Mesenchymal stem cells (MSCs) provide a prime example of this. Decades of research on these cells, found in the bone marrow, show that they go on to form skeletal tissues such as bone, fat and cartilage, which they can also help to regrow and repair in the clinic. Yet companies have already emerged that market MSCs for a much broader range of applications. Against mainstream scientific evidence, these firms argue that the cells are veritable injectable drug stores.

This commercial creep has reached the pages of authoritative scientific journals, with articles suggesting that intravenously infused MSCs can be used as a single agent to mute or cure a long list of unrelated diseases in multiple organs, regardless of their cause and nature. Notably, these include terminal neurodegenerative diseases, strokes and heart attacks. These are extraordinary claims that would require extraordinary evidence, which, in my view, does not yet exist. The very concept of MSCs has become divorced from that of a stem cell found in bone marrow. The scientific literature now contains two conflicting descriptions of these cells — one based on science, another on commerce.

Industry has not yet generated conclusively proven medicinal products or major novel technologies to better harness the biology of MSCs. However, commercial interest has profoundly influenced the definition of these cells (and of their clinical potential) within the scientific community. This is translational medicine in reverse. Commercial products have been converted into scientific concepts. It highlights an important dark side of the commercialization of science.

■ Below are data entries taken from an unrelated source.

//! # Warehouse Error Infrastructure
//!
//! Error types shared by every crate of the warehouse backend.

pub mod traits;

pub use traits::ResultExt;

/// Convenience type alias for Result with AppError.
pub type Result<T, E = AppError> = std::result::Result<T, E>;

/// Main application error type.
#[derive(Debug, thiserror::Error)]
pub enum AppError {
    #[error("NotFound: {message}")]
    NotFound {
        message: String,
    },

    #[error("BadRequest: {message}")]
    BadRequest {
        message: String,
    },

    #[error("Conflict: {message}")]
    Conflict {
        message:   String,
        /// Whether the caller may retry the operation unchanged (lost a
        /// serialization race rather than hit a permanent constraint).
        retryable: bool,
    },

    #[error("TransactionFailure: {message}")]
    TransactionFailure {
        message: String,
    },

    #[error("Internal: {message}")]
    Internal {
        message: String,
    },

    #[error("Database: {message}")]
    Database {
        message: String,
    },

    #[error("IO: {message}")]
    Io {
        message: String,
    },

    #[error("Config: {message}")]
    Config {
        message: String,
    },

    #[error("Migration: {message}")]
    Migration {
        message: String,
    },
}

impl AppError {
    /// Create a not found error.
    #[inline]
    pub fn not_found(resource: impl ToString) -> Self {
        Self::NotFound {
            message: resource.to_string(),
        }
    }

    /// Create a bad request error.
    #[inline]
    pub fn bad_request(message: impl ToString) -> Self {
        Self::BadRequest {
            message: message.to_string(),
        }
    }

    /// Create a conflict error caused by a permanent constraint.
    #[inline]
    pub fn conflict(message: impl ToString) -> Self {
        Self::Conflict {
            message:   message.to_string(),
            retryable: false,
        }
    }

    /// Create a conflict error the caller may retry.
    #[inline]
    pub fn retryable_conflict(message: impl ToString) -> Self {
        Self::Conflict {
            message:   message.to_string(),
            retryable: true,
        }
    }

    /// Create a transaction failure error.
    #[inline]
    pub fn transaction_failure(message: impl ToString) -> Self {
        Self::TransactionFailure {
            message: message.to_string(),
        }
    }

    /// Create an internal error.
    #[inline]
    pub fn internal(message: impl ToString) -> Self {
        Self::Internal {
            message: message.to_string(),
        }
    }

    /// Create a database error.
    #[inline]
    pub fn database(message: impl ToString) -> Self {
        Self::Database {
            message: message.to_string(),
        }
    }

    /// Create a config error.
    #[inline]
    pub fn config(message: impl ToString) -> Self {
        Self::Config {
            message: message.to_string(),
        }
    }

    /// Create a migration error.
    #[inline]
    pub fn migration(message: impl ToString) -> Self {
        Self::Migration {
            message: message.to_string(),
        }
    }

    /// Get the HTTP status code a web layer should answer with.
    pub fn status(&self) -> http::StatusCode {
        match self {
            AppError::NotFound {
                ..
            } => http::StatusCode::NOT_FOUND,
            AppError::BadRequest {
                ..
            } => http::StatusCode::BAD_REQUEST,
            AppError::Conflict {
                ..
            } => http::StatusCode::CONFLICT,
            AppError::TransactionFailure {
                ..
            } => http::StatusCode::INTERNAL_SERVER_ERROR,
            AppError::Internal {
                ..
            } => http::StatusCode::INTERNAL_SERVER_ERROR,
            AppError::Database {
                ..
            } => http::StatusCode::INTERNAL_SERVER_ERROR,
            AppError::Io {
                ..
            } => http::StatusCode::INTERNAL_SERVER_ERROR,
            AppError::Config {
                ..
            } => http::StatusCode::INTERNAL_SERVER_ERROR,
            AppError::Migration {
                ..
            } => http::StatusCode::INTERNAL_SERVER_ERROR,
        }
    }

    /// Get the error code.
    pub fn code(&self) -> &'static str {
        match self {
            AppError::NotFound {
                ..
            } => "NOT_FOUND",
            AppError::BadRequest {
                ..
            } => "BAD_REQUEST",
            AppError::Conflict {
                ..
            } => "CONFLICT",
            AppError::TransactionFailure {
                ..
            } => "TRANSACTION_FAILURE",
            AppError::Internal {
                ..
            } => "INTERNAL_ERROR",
            AppError::Database {
                ..
            } => "DATABASE_ERROR",
            AppError::Io {
                ..
            } => "IO_ERROR",
            AppError::Config {
                ..
            } => "CONFIG_ERROR",
            AppError::Migration {
                ..
            } => "MIGRATION_ERROR",
        }
    }

    /// Get the error message.
    pub fn message(&self) -> String {
        match self {
            AppError::NotFound {
                message,
            } |
            AppError::BadRequest {
                message,
            } |
            AppError::Conflict {
                message,
                ..
            } |
            AppError::TransactionFailure {
                message,
            } |
            AppError::Internal {
                message,
            } |
            AppError::Database {
                message,
            } |
            AppError::Io {
                message,
            } |
            AppError::Config {
                message,
            } |
            AppError::Migration {
                message,
            } => message.clone(),
        }
    }

    /// Whether the failed operation can be retried unchanged.
    pub fn is_retryable(&self) -> bool {
        matches!(
            self,
            AppError::Conflict {
                retryable: true,
                ..
            }
        )
    }

    /// Add context to the error.
    #[inline]
    pub fn context(self, context: impl ToString) -> Self {
        let context_msg = context.to_string();
        let prefixed = |message: String| format!("{}: {}", context_msg, message);
        match self {
            AppError::NotFound {
                message,
            } => {
                Self::NotFound {
                    message: prefixed(message),
                }
            },
            AppError::BadRequest {
                message,
            } => {
                Self::BadRequest {
                    message: prefixed(message),
                }
            },
            AppError::Conflict {
                message,
                retryable,
            } => {
                Self::Conflict {
                    message: prefixed(message),
                    retryable,
                }
            },
            AppError::TransactionFailure {
                message,
            } => {
                Self::TransactionFailure {
                    message: prefixed(message),
                }
            },
            AppError::Internal {
                message,
            } => {
                Self::Internal {
                    message: prefixed(message),
                }
            },
            AppError::Database {
                message,
            } => {
                Self::Database {
                    message: prefixed(message),
                }
            },
            AppError::Io {
                message,
            } => {
                Self::Io {
                    message: prefixed(message),
                }
            },
            AppError::Config {
                message,
            } => {
                Self::Config {
                    message: prefixed(message),
                }
            },
            AppError::Migration {
                message,
            } => {
                Self::Migration {
                    message: prefixed(message),
                }
            },
        }
    }
}

/// Convert std::io errors to AppError.
impl From<std::io::Error> for AppError {
    fn from(err: std::io::Error) -> Self {
        Self::Io {
            message: err.to_string(),
        }
    }
}

/// Convert serde_json errors to AppError.
impl From<serde_json::Error> for AppError {
    fn from(err: serde_json::Error) -> Self {
        Self::Internal {
            message: err.to_string(),
        }
    }
}

/// Convert Sea-ORM database errors to AppError.
///
/// Constraint violations become non-retryable conflicts; lost serialization
/// races and lock timeouts become retryable conflicts.
impl From<sea_orm::DbErr> for AppError {
    fn from(err: sea_orm::DbErr) -> Self {
        match err.sql_err() {
            Some(sea_orm::SqlErr::ForeignKeyConstraintViolation(message)) => {
                return Self::conflict(format!("foreign key constraint violated: {}", message));
            },
            Some(sea_orm::SqlErr::UniqueConstraintViolation(message)) => {
                return Self::conflict(format!("unique constraint violated: {}", message));
            },
            _ => {},
        }

        let message = err.to_string();
        if is_serialization_failure(&message) {
            return Self::retryable_conflict(message);
        }

        Self::Database {
            message,
        }
    }
}

/// Detect lost transaction races reported by PostgreSQL or SQLite.
fn is_serialization_failure(message: &str) -> bool {
    let lowered = message.to_lowercase();
    ["could not serialize access", "deadlock detected", "database is locked", "lock timeout"]
        .iter()
        .any(|needle| lowered.contains(needle))
}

The marketing of MSCs as a cure-all is no coincidence — they have long been credited with potential performances that are beyond their biological limits. A decade or so ago, they were promoted as an ethical alternative to pluripotent stem cells derived from human embryos. They lost that unique selling point with the arrival of a technique to genetically reprogram adult cells into pluripotent cells. Suddenly, MSCs became ‘pluri-effective’ through intravenous infusions and release of chemical factors. Yet intravenously infused MSCs die rapidly and are quickly cleared from the body. As shown by 50 years of in vivo experiments, locally transplanted MSCs form bone. They do so, data show, even if transplanted into the heart or brain.

How MSCs would mute or cure unrelated diseases has never been fully explained, in my view. Proponents say that the cells would restore brain function by nurturing cells with chemical factors. This remains unproven. With no reliable preclinical rationale, trials of MSCs can never be anything other than inconclusive. The only winners are the firms wishing to sell the therapies, which add the trial details — if not the results — to their marketing brochures.

The only winners are the firms wishing to sell the therapies.

Some 300 clinical trials on MSC infusions have been, or are being, conducted worldwide. Their mere initiation, paradoxically, is used to suggest that intravenously infused MSCs can cure multiple unrelated diseases, which (to my knowledge) is not proven at this time. These statements, and the trials that fuel them, represent a new kind of advertisement within science. They can distort science and medicine, mislead the public, create illusions for patients, sabotage health-care systems and, above all, obstruct rather than accelerate the growth of science and the development of medicine from it.

This is a worldwide problem, highlighted by current events in Italy. A Brescia-based organization called the Stamina Foundation is promoting an unproven MSC therapy to vulnerable patients, including children with lethal neurological diseases. This has in effect forced the Italian government to test the therapy in a government-funded clinical trial, to cope with a media-generated social crisis and the risk of infringing European regulations on stem-cell therapies. Last week, Naturecalled for the trial to be scrapped (see Nature 499, 125; 2013) as evidence emerged of terminal flaws in the biology behind the purported cure. Stamina is backed by companies and a lobbying organization called the Cure Alliance, which has offices in Milan and Rome.

Central to the agenda of those who promote unproven therapies is an attack on the regulations surrounding such treatments, as well as the regulatory bodies that enforce them. Bone-marrow transplantation, some say, would never have been developed under today’s stringent regulations. But bone-marrow transplantation was never a commercial product, and it developed when no one was out to sell stem cells directly to patients and ahead of proof.

Translating science into effective medicine cannot be based on indiscriminate development of commercial products. The push to fund commercial science and the seep of commercial descriptions of natural objects within academia can severely affect science, medicine and the economy. Claiming the right to market products ahead of proof of efficacy can only bring ineffective products to market, degrade medicine and impoverish all except, perhaps, the fortunate sellers.